Not to be left behind, the BJP has promised to generate 19 lakh jobs in its ‘sankalpa patra.’

The manifesto promised “3 lakh new appointments of teachers in educational institutions in the coming one year,”

“5 lakh IT jobs in the next five years by developing the state into a new IT hub,” “job opportunities to 1 lakh people in the health sector” and “10 lakh agriculture-linked jobs.”

BJP spokesperson Prem Patel said the party was concerned at the high unemployment rate and vowed to provide employment opportunities to 1 crore women through self-help groups. 

The JD-U, in its manifesto, talked about empowering the youth through “better technical education so that they can get employment opportunities in the state and even outside.”

“We want our youth to be self-reliant.
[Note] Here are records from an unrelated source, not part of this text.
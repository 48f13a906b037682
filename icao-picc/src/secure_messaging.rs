//! Secure Messaging on the chip side, keyed by the session keys established during Chip
//! Authentication.
//!
//! Protected commands carry their (encrypted) data in data object `0x87`, the expected response
//! length in `0x97` and a cryptographic checksum in `0x8E`; protected responses carry encrypted
//! data in `0x87`, the status word in `0x99` and the checksum in `0x8E`.


use std::fmt;

use tracing::trace;
use zeroize::Zeroizing;
use zeroize_derive::ZeroizeOnDrop;

use crate::crypt::cipher_mac::{self, pad_iso9797_m2, CipherAndMac, CipherSuite};
use crate::iso7816::apdu::{CommandApdu, CommandHeader, Data, ResponseApdu};
use crate::tlv::{self, Tag, Tlv};


/// Bits of the class byte signalling a command protected by Secure Messaging (header included in
/// the checksum).
const CLA_SECURE_MESSAGING: u8 = 0b0000_1100;

/// Padding-content indicator for ISO/IEC 7816-4 padding.
const PADDING_ISO7816: u8 = 0x01;


#[derive(Clone, Copy, Debug, Eq, Hash, Ord, PartialEq, PartialOrd)]
pub enum Error {
    KeyLength { expected: usize, obtained: usize },
    Cipher(cipher_mac::Error),
    NotProtected,
    DataObjectFormat,
    UnexpectedDataObject { tag: Tag },
    MissingChecksum,
    ChecksumMismatch,
    UnknownPadding { padding_mode: u8 },
    InvalidPadding,
}
impl fmt::Display for Error {
    fn fmt(&self, f: &mut fmt::Formatter<'_>) -> fmt::Result {
        match self {
            Self::KeyLength { expected, obtained }
                => write!(f, "session key has length {}, expected {}", obtained, expected),
            Self::Cipher(e)
                => write!(f, "cipher error: {}", e),
            Self::NotProtected
                => write!(f, "command is not protected by Secure Messaging"),
            Self::DataObjectFormat
                => write!(f, "Secure Messaging data objects are malformed"),
            Self::UnexpectedDataObject { tag }
                => write!(f, "unexpected Secure Messaging data object with tag {}", tag),
            Self::MissingChecksum
                => write!(f, "command does not contain a cryptographic checksum"),
            Self::ChecksumMismatch
                => write!(f, "cryptographic checksum incorrect"),
            Self::UnknownPadding { padding_mode }
                => write!(f, "command payload has unknown padding mode {}", padding_mode),
            Self::InvalidPadding
                => write!(f, "command payload has invalid padding"),
        }
    }
}
impl std::error::Error for Error {
    fn source(&self) -> Option<&(dyn std::error::Error + 'static)> {
        match self {
            Self::Cipher(e) => Some(e),
            _ => None,
        }
    }
}
impl From<cipher_mac::Error> for Error {
    fn from(value: cipher_mac::Error) -> Self { Self::Cipher(value) }
}
impl From<tlv::Error> for Error {
    fn from(_value: tlv::Error) -> Self { Self::DataObjectFormat }
}


/// The keys and the send sequence counter of a Secure Messaging channel.
///
/// The send sequence counter is one cipher block long and starts at zero.
#[derive(Clone, ZeroizeOnDrop)]
pub struct SmDataProvider {
    #[zeroize(skip)]
    cipher_suite: CipherSuite,
    encryption_key: Vec<u8>,
    mac_key: Vec<u8>,
    send_sequence_counter: Vec<u8>,
}
impl SmDataProvider {
    pub fn new(cipher_suite: CipherSuite, encryption_key: &[u8], mac_key: &[u8]) -> Result<Self, Error> {
        let block_size = cipher_suite.cipher_and_mac().cipher_block_size();
        Self::new_with_send_sequence_counter(cipher_suite, encryption_key, mac_key, &vec![0u8; block_size])
    }

    /// Creates a channel whose send sequence counter starts at the given value.
    pub fn new_with_send_sequence_counter(
        cipher_suite: CipherSuite,
        encryption_key: &[u8],
        mac_key: &[u8],
        send_sequence_counter: &[u8],
    ) -> Result<Self, Error> {
        let cipher = cipher_suite.cipher_and_mac();
        let expected = cipher.cipher_key_size();
        for key in [encryption_key, mac_key] {
            if key.len() != expected {
                return Err(Error::KeyLength { expected, obtained: key.len() });
            }
        }
        if send_sequence_counter.len() != cipher.cipher_block_size() {
            return Err(Error::Cipher(cipher_mac::Error::InvalidBlockAlignment));
        }

        Ok(Self {
            cipher_suite,
            encryption_key: encryption_key.to_vec(),
            mac_key: mac_key.to_vec(),
            send_sequence_counter: send_sequence_counter.to_vec(),
        })
    }

    pub fn cipher_suite(&self) -> CipherSuite { self.cipher_suite }
    pub fn encryption_key(&self) -> &[u8] { &self.encryption_key }
    pub fn mac_key(&self) -> &[u8] { &self.mac_key }
    pub fn send_sequence_counter(&self) -> &[u8] { &self.send_sequence_counter }

    fn cipher(&self) -> &'static dyn CipherAndMac {
        self.cipher_suite.cipher_and_mac()
    }

    fn increment_send_sequence_counter(&mut self) {
        for b in self.send_sequence_counter.iter_mut().rev() {
            if *b == 0xFF {
                *b = 0x00;
                // carry; keep going
            } else {
                *b += 1;
                break;
            }
        }
    }

    /// The IV for encryption and decryption with the current send sequence counter.
    ///
    /// 3DES always uses a zero IV; AES uses the send sequence counter encrypted with the
    /// encryption key.
    fn derive_iv(&self) -> Result<Zeroizing<Vec<u8>>, Error> {
        let cipher = self.cipher();
        let block_size = cipher.cipher_block_size();
        let mut iv = Zeroizing::new(vec![0u8; block_size]);
        if block_size > 8 {
            iv.copy_from_slice(&self.send_sequence_counter);
            cipher.encrypt_padded_data(&mut iv, &self.encryption_key, &vec![0u8; block_size])?;
        }
        Ok(iv)
    }

    /// The padded input of the cryptographic checksum: send sequence counter and the given data.
    fn checksum_input(&self, data: &[u8]) -> Vec<u8> {
        let mut input = self.send_sequence_counter.clone();
        input.extend_from_slice(data);
        pad_iso9797_m2(&input, self.cipher().cipher_block_size())
    }

    fn encrypt(&self, data: &[u8]) -> Result<Vec<u8>, Error> {
        let cipher = self.cipher();
        let mut padded = pad_iso9797_m2(data, cipher.cipher_block_size());
        let iv = self.derive_iv()?;
        cipher.encrypt_padded_data(&mut padded, &self.encryption_key, &iv)?;
        Ok(padded)
    }

    fn decrypt(&self, cryptogram: &[u8]) -> Result<Zeroizing<Vec<u8>>, Error> {
        let cipher = self.cipher();
        let mut data = Zeroizing::new(cryptogram.to_vec());
        let iv = self.derive_iv()?;
        cipher.decrypt_padded_data(&mut data, &self.encryption_key, &iv)?;

        // strip padding
        while data.last() == Some(&0x00) {
            data.pop();
        }
        if data.last() != Some(&0x80) {
            return Err(Error::InvalidPadding);
        }
        data.pop();
        Ok(data)
    }

    /// Verifies and decrypts a protected command APDU, returning the plain command.
    pub fn unwrap_command(&mut self, command: &CommandApdu) -> Result<CommandApdu, Error> {
        if command.header.cla & CLA_SECURE_MESSAGING != CLA_SECURE_MESSAGING {
            return Err(Error::NotProtected);
        }
        let objects = tlv::parse_all(command.request_data())?;

        self.increment_send_sequence_counter();

        // the padded header and all data objects except the checksum are authenticated
        let mut authenticated = pad_iso9797_m2(&command.header.to_bytes(), self.cipher().cipher_block_size());
        let mut cryptogram = None;
        let mut expected_length = None;
        let mut checksum = None;
        for object in &objects {
            let tag = object.tag();
            if tag == Tag::SM_CRYPTOGRAM {
                cryptogram = object.value();
                object.write_bytes(&mut authenticated);
            } else if tag == Tag::SM_LE {
                expected_length = object.value();
                object.write_bytes(&mut authenticated);
            } else if tag == Tag::SM_CHECKSUM {
                checksum = object.value();
            } else {
                return Err(Error::UnexpectedDataObject { tag });
            }
        }

        let checksum = checksum.ok_or(Error::MissingChecksum)?;
        let checksum_input = self.checksum_input(&authenticated);
        if !self.cipher().verify_mac_padded_data(&checksum_input, &self.mac_key, checksum)? {
            return Err(Error::ChecksumMismatch);
        }

        let request_data = match cryptogram {
            None => Zeroizing::new(Vec::new()),
            Some(value) => {
                let (padding_mode, encrypted) = value.split_first()
                    .ok_or(Error::DataObjectFormat)?;
                if *padding_mode != PADDING_ISO7816 {
                    return Err(Error::UnknownPadding { padding_mode: *padding_mode });
                }
                self.decrypt(encrypted)?
            },
        };
        let response_data_length = match expected_length {
            None => None,
            Some([le]) => Some(if *le == 0 { 256 } else { usize::from(*le) }),
            Some([le_msb, le_lsb]) => {
                let le = u16::from_be_bytes([*le_msb, *le_lsb]);
                Some(if le == 0 { 65536 } else { usize::from(le) })
            },
            Some(_) => return Err(Error::DataObjectFormat),
        };

        let header = CommandHeader::new(
            command.header.cla & !CLA_SECURE_MESSAGING,
            command.header.ins,
            command.header.p1,
            command.header.p2,
        );
        let data = Data::new(request_data.to_vec(), response_data_length)
            .ok_or(Error::DataObjectFormat)?;
        trace!("unwrapped command: {:?} {:?}", header, data);
        Ok(CommandApdu { header, data })
    }

    /// Encrypts and authenticates a plain response APDU.
    pub fn wrap_response(&mut self, response: &ResponseApdu) -> Result<ResponseApdu, Error> {
        self.increment_send_sequence_counter();

        let mut body = Vec::new();
        if !response.data.is_empty() {
            let mut value = vec![PADDING_ISO7816];
            value.extend(self.encrypt(&response.data)?);
            Tlv::primitive(Tag::SM_CRYPTOGRAM, value)?.write_bytes(&mut body);
        }
        Tlv::primitive(Tag::SM_STATUS, response.status.to_bytes())?.write_bytes(&mut body);

        let checksum_input = self.checksum_input(&body);
        let checksum = self.cipher().mac_padded_data(&checksum_input, &self.mac_key)?;
        Tlv::primitive(Tag::SM_CHECKSUM, checksum.as_slice())?.write_bytes(&mut body);

        Ok(ResponseApdu::new(body, response.status))
    }
}
impl fmt::Debug for SmDataProvider {
    fn fmt(&self, f: &mut fmt::Formatter<'_>) -> fmt::Result {
        f.debug_struct("SmDataProvider")
            .field("cipher_suite", &self.cipher_suite)
            .field("encryption_key", &"<redacted>")
            .field("mac_key", &"<redacted>")
            .field("send_sequence_counter", &crate::hex(&self.send_sequence_counter))
            .finish()
    }
}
While we fill all the vacancies in the government and create more jobs, the focus will be to encourage young entrepreneurs,” said senior JD-U leader Ajay Alok. 

Lack of jobs at centre stage in Bihar polls

Even the Lok Janshakti Party’s vision document, ‘Bihar first, Bihari first,’ has mentioned building a web portal where job seekers and employers can connect directly.

That unemployment has taken centre stage in Bihar where traditionally caste and community tilt the scales during elections was underlined in a recent survey by Delhi-based thinktank, the Centre for the Study of Developing Societies.

It said the number of voters worried about jobs had more than doubled, from nine per cent in 2015 to 20 per cent in 2020.

It also said that unemployment was the second- most important issue in this election.